─── SUPPLIED DATA ───

use crate::database::store::{EventLog, IdentityTransaction, SessionStore, TransactionProvider, UserStore};
use crate::error::app_error::AppError;
use crate::models::event::{SessionEvent, SessionEventType, UserEvent, UserEventType};
use crate::models::identity::ExternalIdentityProfile;
use crate::models::session::{NewSession, Session, SessionState};
use crate::models::user::{Role, UpsertedUser, User, UserState, UserUpsert};
use chrono::{DateTime, TimeZone, Utc};
use serde_json::Value as JsonValue;
use std::collections::{BTreeMap, HashMap};
use std::sync::atomic::{AtomicUsize, Ordering};
use std::sync::{Arc, Mutex};
use uuid::Uuid;

pub fn sample_profile(external_id: &str) -> ExternalIdentityProfile {
    ExternalIdentityProfile {
        external_id: external_id.to_string(),
        display_name: format!("Name of {external_id}"),
        picture_uri: format!("https://example.com/{external_id}.png"),
        locale: "en".to_string(),
    }
}

pub fn sample_user(id: i32) -> User {
    let created = Utc.with_ymd_and_hms(2026, 1, 1, 0, 0, 0).unwrap();
    User {
        id,
        state: UserState::Active,
        role: Role::Regular,
        agreed_to_cookie_policy: false,
        external_identity_id: format!("external|{id}"),
        external_identity_hash: crate::models::identity::hash_external_identity(&format!("external|{id}")),
        external_profile: serde_json::json!({
            "name": format!("User {id}"),
            "picture": format!("https://example.com/{id}.png"),
            "locale": "en",
        }),
        time_created: created,
        time_last_updated: created,
        time_removed: None,
    }
}

#[derive(Debug, Default, Clone)]
struct MemoryState {
    sessions: HashMap<Uuid, Session>,
    users: BTreeMap<i32, User>,
    session_events: Vec<SessionEvent>,
    user_events: Vec<UserEvent>,
    last_user_id: i32,
    last_event_id: i32,
}

impl MemoryState {
    fn next_event_id(&mut self) -> i32 {
        self.last_event_id += 1;
        self.last_event_id
    }

    fn live_session_mut(&mut self, id: &Uuid) -> Option<&mut Session> {
        self.sessions.get_mut(id).filter(|s| s.state.is_live())
    }
}

/// In-memory store with snapshot transactions: a transaction works on a copy of the
/// state and publishes it on commit, so a dropped transaction leaves nothing behind.
#[derive(Debug, Default, Clone)]
pub struct MemoryStore {
    state: Arc<Mutex<MemoryState>>,
    begun: Arc<AtomicUsize>,
}

impl MemoryStore {
    pub fn put_user(&self, user: User) {
        let mut state = self.state.lock().unwrap();
        state.last_user_id = state.last_user_id.max(user.id);
        state.users.insert(user.id, user);
    }

    /// Raw row lookup, including removed users.
    pub fn user(&self, id: i32) -> Option<User> {
        self.state.lock().unwrap().users.get(&id).cloned()
    }

    /// Raw row lookup, including expired sessions.
    pub fn session(&self, id: &Uuid) -> Option<Session> {
        self.state.lock().unwrap().sessions.get(id).cloned()
    }

    pub fn user_count(&self) -> usize {
        self.state.lock().unwrap().users.len()
    }

    pub fn session_events(&self, id: &Uuid) -> Vec<SessionEvent> {
        self.state.lock().unwrap().session_events.iter().filter(|e| e.session_id == *id).cloned().collect()
    }

    pub fn user_events(&self, user_id: i32) -> Vec<UserEvent> {
        self.state.lock().unwrap().user_events.iter().filter(|e| e.user_id == user_id).cloned().collect()
    }

    pub fn begun_transactions(&self) -> usize {
        self.begun.load(Ordering::SeqCst)
    }
}

pub struct MemoryTransaction {
    shared: Arc<Mutex<MemoryState>>,
    working: MemoryState,
}

#[async_trait::async_trait]
impl TransactionProvider for MemoryStore {
    type Transaction = MemoryTransaction;

    async fn begin(&self) -> Result<MemoryTransaction, AppError> {
        self.begun.fetch_add(1, Ordering::SeqCst);
        let working = self.state.lock().unwrap().clone();
        Ok(MemoryTransaction {
            shared: self.state.clone(),
            working,
        })
    }
}

#[async_trait::async_trait]
impl IdentityTransaction for MemoryTransaction {
    async fn commit(self) -> Result<(), AppError> {
        *self.shared.lock().unwrap() = self.working;
        Ok(())
    }
}

#[async_trait::async_trait]
impl SessionStore for MemoryTransaction {
    async fn insert_session(&mut self, session: &NewSession) -> Result<Session, AppError> {
        let row = Session {
            id: session.id,
            state: session.state,
            xsrf_token: session.xsrf_token.clone(),
            agreed_to_cookie_policy: session.agreed_to_cookie_policy,
            user_id: None,
            time_created: session.time_created,
            time_last_updated: session.time_created,
            time_removed: None,
        };
        self.working.sessions.insert(row.id, row.clone());
        Ok(row)
    }

    async fn find_active_session(&mut self, id: &Uuid) -> Result<Option<Session>, AppError> {
        Ok(self.working.live_session_mut(id).map(|s| s.clone()))
    }

    async fn find_active_session_for_update(&mut self, id: &Uuid) -> Result<Option<Session>, AppError> {
        self.find_active_session(id).await
    }

    async fn link_session_to_user(&mut self, id: &Uuid, user_id: i32, agreed_to_cookie_policy: bool, now: DateTime<Utc>) -> Result<u64, AppError> {
        match self.working.live_session_mut(id) {
            Some(session) if session.user_id.is_none() && session.state == SessionState::Active => {
                session.state = SessionState::ActiveAndLinkedWithUser;
                session.user_id = Some(user_id);
                session.agreed_to_cookie_policy |= agreed_to_cookie_policy;
                session.time_last_updated = now;
                Ok(1)
            }
            _ => Ok(0),
        }
    }

    async fn expire_session(&mut self, id: &Uuid, now: DateTime<Utc>) -> Result<u64, AppError> {
        match self.working.live_session_mut(id) {
            Some(session) => {
                session.state = SessionState::Expired;
                session.time_last_updated = now;
                session.time_removed = Some(now);
                Ok(1)
            }
            None => Ok(0),
        }
    }

    async fn agree_session_to_cookie_policy(&mut self, id: &Uuid, now: DateTime<Utc>) -> Result<Option<Session>, AppError> {
        Ok(self.working.live_session_mut(id).map(|session| {
            session.agreed_to_cookie_policy = true;
            session.time_last_updated = now;
            session.clone()
        }))
    }
}

#[async_trait::async_trait]
impl UserStore for MemoryTransaction {
    async fn upsert_user(&mut self, upsert: &UserUpsert) -> Result<UpsertedUser, AppError> {
        let existing = self.working.users.values_mut().find(|u| u.external_identity_hash == upsert.identity_hash);

        let user = match existing {
            Some(user) => {
                user.state = UserState::Active;
                user.agreed_to_cookie_policy |= upsert.agreed_to_cookie_policy;
                user.external_identity_id = upsert.external_identity_id.clone();
                user.external_profile = upsert.external_profile.clone();
                user.time_last_updated = upsert.request_time;
                user.time_removed = None;
                user.clone()
            }
            None => {
                self.working.last_user_id += 1;
                let user = User {
                    id: self.working.last_user_id,
                    state: UserState::Active,
                    role: upsert.role,
                    agreed_to_cookie_policy: upsert.agreed_to_cookie_policy,
                    external_identity_id: upsert.external_identity_id.clone(),
                    external_identity_hash: upsert.identity_hash.clone(),
                    external_profile: upsert.external_profile.clone(),
                    time_created: upsert.request_time,
                    time_last_updated: upsert.request_time,
                    time_removed: None,
                };
                self.working.users.insert(user.id, user.clone());
                user
            }
        };

        Ok(UpsertedUser {
            id: user.id,
            time_created: user.time_created,
            agreed_to_cookie_policy: user.agreed_to_cookie_policy,
        })
    }

    async fn find_user_by_identity_hash(&mut self, identity_hash: &str) -> Result<Option<User>, AppError> {
        Ok(self
            .working
            .users
            .values()
            .find(|u| u.external_identity_hash == identity_hash && u.state == UserState::Active)
            .cloned())
    }

    async fn find_user_by_id(&mut self, id: i32) -> Result<Option<User>, AppError> {
        Ok(self.working.users.get(&id).filter(|u| u.state == UserState::Active).cloned())
    }

    async fn find_users_by_ids(&mut self, ids: &[i32]) -> Result<Vec<User>, AppError> {
        Ok(self
            .working
            .users
            .values()
            .filter(|u| ids.contains(&u.id) && u.state == UserState::Active)
            .cloned()
            .collect())
    }

    async fn agree_user_to_cookie_policy(&mut self, id: i32, now: DateTime<Utc>) -> Result<u64, AppError> {
        match self.working.users.get_mut(&id) {
            Some(user) if user.state == UserState::Active => {
                user.agreed_to_cookie_policy = true;
                user.time_last_updated = now;
                Ok(1)
            }
            _ => Ok(0),
        }
    }
}

#[async_trait::async_trait]
impl EventLog for MemoryTransaction {
    async fn append_session_event(
        &mut self,
        session_id: &Uuid,
        event_type: SessionEventType,
        timestamp: DateTime<Utc>,
        data: Option<JsonValue>,
    ) -> Result<(), AppError> {
        let id = self.working.next_event_id();
        self.working.session_events.push(SessionEvent {
            id,
            session_id: *session_id,
            event_type,
            timestamp,
            data,
        });
        Ok(())
    }

    async fn list_session_events(&mut self, session_id: &Uuid) -> Result<Vec<SessionEvent>, AppError> {
        let mut events: Vec<SessionEvent> = self.working.session_events.iter().filter(|e| e.session_id == *session_id).cloned().collect();
        events.sort_by_key(|e| (e.timestamp, e.id));
        Ok(events)
    }

    async fn append_user_event(&mut self, user_id: i32, event_type: UserEventType, timestamp: DateTime<Utc>, data: Option<JsonValue>) -> Result<(), AppError> {
        let id = self.working.next_event_id();
        self.working.user_events.push(UserEvent {
            id,
            user_id,
            event_type,
            timestamp,
            data,
        });
        Ok(())
    }

    async fn list_user_events(&mut self, user_id: i32) -> Result<Vec<UserEvent>, AppError> {
        let mut events: Vec<UserEvent> = self.working.user_events.iter().filter(|e| e.user_id == user_id).cloned().collect();
        events.sort_by_key(|e| (e.timestamp, e.id));
        Ok(events)
    }

    async fn count_user_events(&mut self, user_id: i32, event_type: UserEventType) -> Result<i64, AppError> {
        Ok(self.working.user_events.iter().filter(|e| e.user_id == user_id && e.event_type == event_type).count() as i64)
    }
}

───

_ACTIVITY_.
Wherever the word "struct" appears in the data, return the whole line.

_RESPONSE TO THIS EXERCISE_.
struct MemoryState {
pub struct MemoryStore {
pub struct MemoryTransaction {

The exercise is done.